[Start of section]
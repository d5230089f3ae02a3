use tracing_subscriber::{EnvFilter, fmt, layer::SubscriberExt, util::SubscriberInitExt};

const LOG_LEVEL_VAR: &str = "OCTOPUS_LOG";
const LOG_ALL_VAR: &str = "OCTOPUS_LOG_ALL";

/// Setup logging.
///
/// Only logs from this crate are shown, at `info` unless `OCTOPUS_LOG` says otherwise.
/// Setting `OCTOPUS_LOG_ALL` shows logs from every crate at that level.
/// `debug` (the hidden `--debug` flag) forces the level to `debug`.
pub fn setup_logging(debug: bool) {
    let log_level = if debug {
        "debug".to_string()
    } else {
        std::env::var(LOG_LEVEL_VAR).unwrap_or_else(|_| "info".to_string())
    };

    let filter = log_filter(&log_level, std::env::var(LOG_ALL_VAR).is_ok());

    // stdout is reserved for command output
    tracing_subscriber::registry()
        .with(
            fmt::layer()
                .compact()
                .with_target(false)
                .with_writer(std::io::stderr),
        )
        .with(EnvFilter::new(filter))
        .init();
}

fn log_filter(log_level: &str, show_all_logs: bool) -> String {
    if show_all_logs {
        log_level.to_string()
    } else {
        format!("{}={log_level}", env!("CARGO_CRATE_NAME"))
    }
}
[End of section]
[Start of section]
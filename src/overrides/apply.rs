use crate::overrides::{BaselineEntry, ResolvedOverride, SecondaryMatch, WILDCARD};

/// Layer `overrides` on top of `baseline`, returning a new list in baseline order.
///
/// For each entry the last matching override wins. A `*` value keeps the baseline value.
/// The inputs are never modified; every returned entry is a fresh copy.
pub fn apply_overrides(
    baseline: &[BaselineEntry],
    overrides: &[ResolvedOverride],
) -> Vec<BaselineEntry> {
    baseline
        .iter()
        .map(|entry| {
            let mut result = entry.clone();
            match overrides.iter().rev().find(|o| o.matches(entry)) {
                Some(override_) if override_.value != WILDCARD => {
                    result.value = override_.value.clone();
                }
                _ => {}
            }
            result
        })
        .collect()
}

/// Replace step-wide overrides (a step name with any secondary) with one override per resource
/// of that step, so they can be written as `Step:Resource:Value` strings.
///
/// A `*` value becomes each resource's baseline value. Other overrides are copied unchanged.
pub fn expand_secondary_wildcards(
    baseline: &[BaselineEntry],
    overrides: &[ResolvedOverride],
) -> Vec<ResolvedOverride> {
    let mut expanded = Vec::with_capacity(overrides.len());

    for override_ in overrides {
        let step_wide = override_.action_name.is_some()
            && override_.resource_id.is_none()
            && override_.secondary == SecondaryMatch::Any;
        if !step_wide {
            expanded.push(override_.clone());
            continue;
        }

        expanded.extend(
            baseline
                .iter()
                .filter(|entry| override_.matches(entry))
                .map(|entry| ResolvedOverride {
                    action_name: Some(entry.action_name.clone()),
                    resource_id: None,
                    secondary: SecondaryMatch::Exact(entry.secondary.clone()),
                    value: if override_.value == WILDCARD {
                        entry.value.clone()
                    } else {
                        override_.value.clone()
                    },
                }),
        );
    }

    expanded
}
[End of section]
## Instructions to follow:
Where does the word "result" appear in the records? Copy every line that holds it.

## Response:
            let mut result = entry.clone();
                    result.value = override_.value.clone();
            result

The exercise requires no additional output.